Detengámonos un momento en este artículo antes de continuar. Hay tres puntos dignos de mención. El primero es la atención que Kant nos pide que prestemos a los «causas existentes de futura guerra posible, aun cuando los que negocian la paz no las vislumbren ni sospechen en el momento de las negociaciones». ¿Por qué? Porque esos temas son siempre más numerosos de lo que queremos admitir. Y si es así, es porque siempre habrá fuerzas reactivas, belicistas, para reavivarlos, para destilar su veneno en los corazones y en las mentes, animadas por ese resentimiento contra el tiempo y la historia que mencionábamos hace un momento… y que nunca es difícil despertar. Estas fuerzas existen en todas partes del mundo; no son exclusivas de Rusia. Y no hay país en el mundo al que no amenacen con arrastrar a una guerra civil o a un conflicto internacional desde dentro. Así que debemos ser ingenuos para minimizar su poder destructivo, es decir, para creer que esta paz ilusoria es «perpetua», cuya comodidad nos adormece, olvidando lo que es frágil, relativo … y tal vez incluso engañoso. Lo que hay que comprender, por el contrario, midiendo los riesgos de minimizarla, son las mil formas (económicas, sociales, ideológicas) que tiene la guerra para continuarse en la paz hoy en día, sean cuales sean los regímenes políticos implicados.

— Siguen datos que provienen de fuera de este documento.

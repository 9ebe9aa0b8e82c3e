//! Messages exchanged between darknodes of a pool

use serde::{Deserialize, Serialize};
use tokio::io::{AsyncRead, AsyncReadExt, AsyncWrite, AsyncWriteExt};

use crate::error::DarknodeError;
use crate::smpc::DeltaFragment;

/// Maximum frame size (10MB)
pub const MAX_MESSAGE_SIZE: usize = 10 * 1024 * 1024;

/// Wire tag of [`Computation::DeltaFragment`].
pub const DELTA_FRAGMENT_TAG: u16 = 1;

/// Unit of work exchanged over a peer channel.
///
/// Tags are part of the wire format and never reused. A tag this node does
/// not know decodes as [`Computation::Unknown`] so newer peers can add
/// variants without breaking older ones.
#[derive(Debug, Clone, PartialEq, Eq)]
pub enum Computation {
    /// Serialized [`DeltaFragment`]
    DeltaFragment(Vec<u8>),
    Unknown { tag: u16, payload: Vec<u8> },
}

/// On-the-wire envelope
#[derive(Serialize, Deserialize, Debug)]
struct Envelope {
    tag: u16,
    payload: Vec<u8>,
}

impl Computation {
    pub fn from_delta_fragment(fragment: &DeltaFragment) -> Result<Self, DarknodeError> {
        Ok(Computation::DeltaFragment(fragment.to_bytes()?))
    }

    pub fn tag(&self) -> u16 {
        match self {
            Computation::DeltaFragment(_) => DELTA_FRAGMENT_TAG,
            Computation::Unknown { tag, .. } => *tag,
        }
    }

    pub fn to_bytes(&self) -> Result<Vec<u8>, DarknodeError> {
        let payload = match self {
            Computation::DeltaFragment(bytes) => bytes,
            Computation::Unknown { payload, .. } => payload,
        };
        let envelope = Envelope {
            tag: self.tag(),
            payload: payload.clone(),
        };
        Ok(bincode::serialize(&envelope)?)
    }

    pub fn from_bytes(bytes: &[u8]) -> Result<Self, DarknodeError> {
        let envelope: Envelope = bincode::deserialize(bytes)?;
        Ok(match envelope.tag {
            DELTA_FRAGMENT_TAG => Computation::DeltaFragment(envelope.payload),
            tag => Computation::Unknown {
                tag,
                payload: envelope.payload,
            },
        })
    }
}

/// Writes one length-prefixed frame (4-byte big-endian length, then the body).
pub async fn write_frame<W: AsyncWrite + Unpin>(
    stream: &mut W,
    computation: &Computation,
) -> Result<(), DarknodeError> {
    let data = computation.to_bytes()?;
    if data.len() > MAX_MESSAGE_SIZE {
        return Err(DarknodeError::Serialization(format!(
            "frame too large: {} bytes",
            data.len()
        )));
    }

    stream.write_all(&(data.len() as u32).to_be_bytes()).await?;
    stream.write_all(&data).await?;
    stream.flush().await?;
    Ok(())
}

/// Reads the body of one frame without decoding it. Returns `None` on a
/// clean end of stream before a length prefix; a stream ending inside a
/// frame is an error.
pub async fn read_frame_bytes<R: AsyncRead + Unpin>(
    stream: &mut R,
) -> Result<Option<Vec<u8>>, DarknodeError> {
    let mut len_bytes = [0u8; 4];
    if stream.read(&mut len_bytes[..1]).await? == 0 {
        return Ok(None);
    }
    stream.read_exact(&mut len_bytes[1..]).await?;

    let len = u32::from_be_bytes(len_bytes) as usize;
    if len > MAX_MESSAGE_SIZE {
        return Err(DarknodeError::Serialization(format!(
            "frame too large: {} bytes",
            len
        )));
    }

    let mut data = vec![0u8; len];
    stream.read_exact(&mut data).await?;
    Ok(Some(data))
}

/// Reads and decodes one frame.
pub async fn read_frame<R: AsyncRead + Unpin>(
    stream: &mut R,
) -> Result<Option<Computation>, DarknodeError> {
    match read_frame_bytes(stream).await? {
        Some(data) => Computation::from_bytes(&data).map(Some),
        None => Ok(None),
    }
}
use std::fmt;

use blake2::{Blake2b512, Digest};
use serde::{Deserialize, Serialize};

pub const ID_LENGTH: usize = 32;

/// Blake2b-512 over the concatenated parts, truncated to 32 bytes.
pub fn hash32(parts: &[&[u8]]) -> [u8; ID_LENGTH] {
    let mut hasher = Blake2b512::new();
    for part in parts {
        hasher.update(part);
    }
    let digest = hasher.finalize();
    let mut out = [0u8; ID_LENGTH];
    out.copy_from_slice(&digest[..ID_LENGTH]);
    out
}

/// Identity of a darknode on the registry.
#[derive(Clone, Copy, PartialEq, Eq, Hash, PartialOrd, Ord, Serialize, Deserialize)]
pub struct NodeId(pub [u8; ID_LENGTH]);

impl NodeId {
    pub fn from_seed(seed: &[u8]) -> Self {
        Self(hash32(&[b"darknode/id", seed]))
    }

    pub fn as_bytes(&self) -> &[u8; ID_LENGTH] {
        &self.0
    }

    pub fn address(&self) -> Address {
        Address::from(self)
    }
}

impl fmt::Display for NodeId {
    fn fmt(&self, f: &mut fmt::Formatter<'_>) -> fmt::Result {
        write!(f, "{}", hex::encode(&self.0[..4]))
    }
}

impl fmt::Debug for NodeId {
    fn fmt(&self, f: &mut fmt::Formatter<'_>) -> fmt::Result {
        write!(f, "NodeId({})", hex::encode(&self.0[..8]))
    }
}

/// Network address of a peer, the lowercase hex rendering of its node id.
#[derive(Clone, PartialEq, Eq, Hash, PartialOrd, Ord, Serialize, Deserialize)]
pub struct Address(String);

impl Address {
    pub fn new(address: impl Into<String>) -> Self {
        Self(address.into())
    }

    pub fn as_str(&self) -> &str {
        &self.0
    }
}

impl From<&NodeId> for Address {
    fn from(id: &NodeId) -> Self {
        Self(hex::encode(id.0))
    }
}

impl fmt::Display for Address {
    fn fmt(&self, f: &mut fmt::Formatter<'_>) -> fmt::Result {
        let short = self.0.get(..8).unwrap_or(&self.0);
        write!(f, "{}", short)
    }
}

impl fmt::Debug for Address {
    fn fmt(&self, f: &mut fmt::Formatter<'_>) -> fmt::Result {
        write!(f, "Address({})", self.0)
    }
}
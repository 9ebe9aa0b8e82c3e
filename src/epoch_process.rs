//! Per-epoch orchestration of a darknode's SMPC work.
//!
//! One [`EpochProcess`] runs per node per epoch. Setup resolves the node's
//! pool, opens a duplex channel with every pool member, builds the SMPC
//! engine for `(n, k)` and publishes an [`EpochRoute`]. After setup three
//! duties run until cancellation or until their inputs are exhausted:
//!
//! ```text
//!   peers ──inbound──▶ ┌────────┐ ──outbound──▶ peers
//!   orders ──────────▶ │ engine │
//!                      └────────┘ ──relay─────▶ deltas
//! ```
//!
//! Outbound sends are bounded per peer by `send_timeout`: a peer that does
//! not accept a fragment in time is skipped for that fragment only.

use std::sync::Arc;
use std::time::Duration;

use tokio::sync::mpsc;
use tokio::task::JoinSet;
use tracing::{debug, error, info, trace, warn};

use crate::cancel::{Done, Scoped};
use crate::epoch::Epoch;
use crate::error::DarknodeError;
use crate::identity::{Address, NodeId};
use crate::order::OrderFragment;
use crate::p2p::messages::Computation;
use crate::p2p::router::{PeerChannel, Router};
use crate::pool::PoolResolver;
use crate::smpc::{ComputerFactory, Delta, DeltaFragment, SmpcEngine};
use crate::threshold::threshold;

pub const DEFAULT_SEND_TIMEOUT: Duration = Duration::from_secs(60);
pub const DEFAULT_CHANNEL_CAPACITY: usize = 64;

#[derive(Debug, Clone)]
pub struct EpochProcessConfig {
    /// Upper bound on delivering one fragment to one peer
    pub send_timeout: Duration,
    /// Buffer size of every channel the process creates
    pub channel_capacity: usize,
}

impl Default for EpochProcessConfig {
    fn default() -> Self {
        Self {
            send_timeout: DEFAULT_SEND_TIMEOUT,
            channel_capacity: DEFAULT_CHANNEL_CAPACITY,
        }
    }
}

/// Entry point for injecting order fragments into a running process.
///
/// The handle stops being live once the process has stopped.
#[derive(Debug, Clone)]
pub struct RouteHandle {
    orders: mpsc::Sender<OrderFragment>,
}

impl RouteHandle {
    pub fn new(orders: mpsc::Sender<OrderFragment>) -> Self {
        Self { orders }
    }

    pub fn is_live(&self) -> bool {
        !self.orders.is_closed()
    }

    pub async fn send_order(&self, fragment: OrderFragment) -> Result<(), DarknodeError> {
        self.orders
            .send(fragment)
            .await
            .map_err(|_| DarknodeError::NoRoute("epoch process stopped".to_string()))
    }
}

/// Published once by every process after a successful setup.
#[derive(Debug, Clone)]
pub struct EpochRoute {
    pub node_id: NodeId,
    pub epoch: Epoch,
    pub handle: RouteHandle,
}

pub struct EpochProcess<P, R, C> {
    id: NodeId,
    pool_resolver: Arc<P>,
    router: Arc<R>,
    computers: C,
    epoch_routes: mpsc::Sender<EpochRoute>,
    config: EpochProcessConfig,
}

impl<P, R, C> EpochProcess<P, R, C>
where
    P: PoolResolver + 'static,
    R: Router + 'static,
    C: ComputerFactory,
{
    pub fn new(
        id: NodeId,
        pool_resolver: Arc<P>,
        router: Arc<R>,
        computers: C,
        epoch_routes: mpsc::Sender<EpochRoute>,
    ) -> Self {
        Self {
            id,
            pool_resolver,
            router,
            computers,
            epoch_routes,
            config: EpochProcessConfig::default(),
        }
    }

    pub fn with_config(mut self, config: EpochProcessConfig) -> Self {
        self.config = config;
        self
    }

    /// Spawns the process and returns its delta and error receivers.
    ///
    /// Setup failures are reported once on the error receiver. Malformed
    /// fragments from peers are reported there too but do not stop the
    /// process. Both receivers close when the process stops.
    pub fn run(self, done: Done) -> (mpsc::Receiver<Delta>, mpsc::Receiver<DarknodeError>) {
        let capacity = self.config.channel_capacity.max(1);
        let (deltas_tx, deltas_rx) = mpsc::channel(capacity);
        let (errs_tx, errs_rx) = mpsc::channel(capacity);

        tokio::spawn(async move {
            let id = self.id;
            if let Err(err) = self.execute(done, deltas_tx, errs_tx.clone()).await {
                error!("epoch process for {} failed: {}", id, err);
                let _ = errs_tx.send(err).await;
            }
        });

        (deltas_rx, errs_rx)
    }

    async fn execute(
        self,
        done: Done,
        deltas: mpsc::Sender<Delta>,
        errs: mpsc::Sender<DarknodeError>,
    ) -> Result<(), DarknodeError> {
        let capacity = self.config.channel_capacity.max(1);
        let epoch = self.pool_resolver.epoch().clone();
        let pool = self.pool_resolver.pool(&self.id)?;
        if pool.is_empty() {
            return Err(DarknodeError::Pool(format!(
                "empty pool for {} in epoch {}",
                self.id, epoch.ordinal
            )));
        }

        let mut senders = Vec::with_capacity(pool.size());
        let mut channels = Vec::with_capacity(pool.size());
        for address in pool.addresses() {
            let (sender, outbound) = mpsc::channel(1);
            let channel = self
                .router
                .compute(&epoch, address, outbound)
                .await
                .map_err(|e| DarknodeError::Router(format!("cannot connect to {}: {}", address, e)))?;
            senders.push((address.clone(), sender));
            channels.push((address.clone(), channel));
        }

        let n = pool.size();
        let k = threshold(n);
        info!(
            "{} computing epoch {} with {} peers (threshold {})",
            self.id, epoch.ordinal, n, k
        );

        let engine = self.computers.new_computer(self.id, n, k);
        let (orders_tx, orders_rx) = mpsc::channel(capacity);
        let (fragments_tx, fragments_rx) = mpsc::channel(capacity);
        let (computed_fragments, computed_deltas) =
            engine.compute_order_matches(done.clone(), orders_rx, fragments_rx);

        let (route_tx, route_rx) = mpsc::channel(capacity);
        let route = EpochRoute {
            node_id: self.id,
            epoch: epoch.clone(),
            handle: RouteHandle::new(route_tx),
        };
        if !done.send(&self.epoch_routes, route).await {
            debug!("route for {} in epoch {} not published", self.id, epoch.ordinal);
        }

        let mut intake = JoinSet::new();
        intake.spawn(forward_orders(
            done.clone(),
            self.router.open_orders(&epoch),
            route_rx,
            orders_tx,
        ));
        for (peer, channel) in channels {
            intake.spawn(receive_fragments(
                done.clone(),
                peer,
                channel,
                fragments_tx.clone(),
                errs.clone(),
            ));
        }
        drop(fragments_tx);
        drop(errs);

        let inbound = async {
            while let Some(joined) = intake.join_next().await {
                if let Err(e) = joined {
                    error!("inbound task failed: {}", e);
                }
            }
        };
        let outbound = broadcast_fragments(done.clone(), computed_fragments, senders, self.config.send_timeout);
        let relay = relay_deltas(done.clone(), computed_deltas, deltas);
        tokio::join!(inbound, outbound, relay);

        info!("{} finished epoch {}", self.id, epoch.ordinal);
        Ok(())
    }
}

/// Runs an [`EpochProcess`] with the default configuration.
pub fn run_epoch_process<P, R, C>(
    done: Done,
    epoch_routes: mpsc::Sender<EpochRoute>,
    id: NodeId,
    pool_resolver: Arc<P>,
    router: Arc<R>,
    computers: C,
) -> (mpsc::Receiver<Delta>, mpsc::Receiver<DarknodeError>)
where
    P: PoolResolver + 'static,
    R: Router + 'static,
    C: ComputerFactory,
{
    EpochProcess::new(id, pool_resolver, router, computers, epoch_routes).run(done)
}

/// Feeds the engine from the router's order stream and from the route handle.
/// The engine's order input closes once both sources have closed.
async fn forward_orders(
    done: Done,
    mut routed: mpsc::Receiver<OrderFragment>,
    mut switched: mpsc::Receiver<OrderFragment>,
    orders: mpsc::Sender<OrderFragment>,
) {
    let mut routed_open = true;
    let mut switched_open = true;
    while routed_open || switched_open {
        let fragment = tokio::select! {
            biased;
            _ = done.cancelled() => return,
            fragment = routed.recv(), if routed_open => match fragment {
                Some(fragment) => fragment,
                None => {
                    routed_open = false;
                    continue;
                }
            },
            fragment = switched.recv(), if switched_open => match fragment {
                Some(fragment) => fragment,
                None => {
                    switched_open = false;
                    continue;
                }
            },
        };
        if !done.send(&orders, fragment).await {
            return;
        }
    }
}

El segundo punto se refiere a esas «ciertas pretensiones» que permanecen latentes hasta que surge la oportunidad de hacerlas valer de nuevo. Lo que hay que subrayar aquí es la naturaleza de tales «pretensiones». Son, en esencia, una fuerza, cuyo rasgo distintivo es que quienes las esgrimen las utilizan para sustituir un derecho por otro, para anular el derecho existente (considerado injusto) con el fin de imponer el suyo propio. El tercer punto se refiere a la «reserva mental», de la que Kant nos dice que convierte al soberano que se ve atrapado en ella en «un casuismo jesuítico». Es, nos dice Kant, “indigno de un príncipe». ¿Cómo debe entenderse esto? ¿En qué podría consistir esta «dignidad»? ¿Y cómo hemos de entender que esto lo convierta en un «casuismo jesuítico»? La «dignidad» del soberano es no ignorar nada sobre el precio de la guerra; es no perder nunca de vista el costo para las poblaciones que arrastra en la espiral de sus desastres; es tener en cuenta el peso del duelo y de la destrucción; es no tomar a la ligera la decisión de sacrificar vidas humanas, ya sean las de civiles o las de soldados… sería, si fuera posible, ser detenido en su locura por la desgracia. En cuanto al «casuismo jesuítico», la expresión me hace pensar, a riesgo de anacronismo, en lo que Camus llamaba «la casuística de la sangre». El soberano «casuista», en palabras de Kant, es el que hace arreglos con la historia, el que la hace «hablar», según los casos, en un sentido o en otro, desenterrando de los archivos lo que conviene a sus propósitos y enterrando lo que les es contrario. En cuanto a la «casuística de la sangre», consiste en condenar la sangre derramada por otros, mientras se acepta la derramada por uno mismo. La naturaleza misma de las «guerras de conquista» o «reconquista», «restauración», etc., consiste en combinar ambas. Pues es siempre a una casuística de este tipo a lo que conduce la instrumentalización de la historia, y por eso es siempre asesina. ¿En qué sentido? En el sentido de que es una máquina de fabricar «consentimientos asesinos».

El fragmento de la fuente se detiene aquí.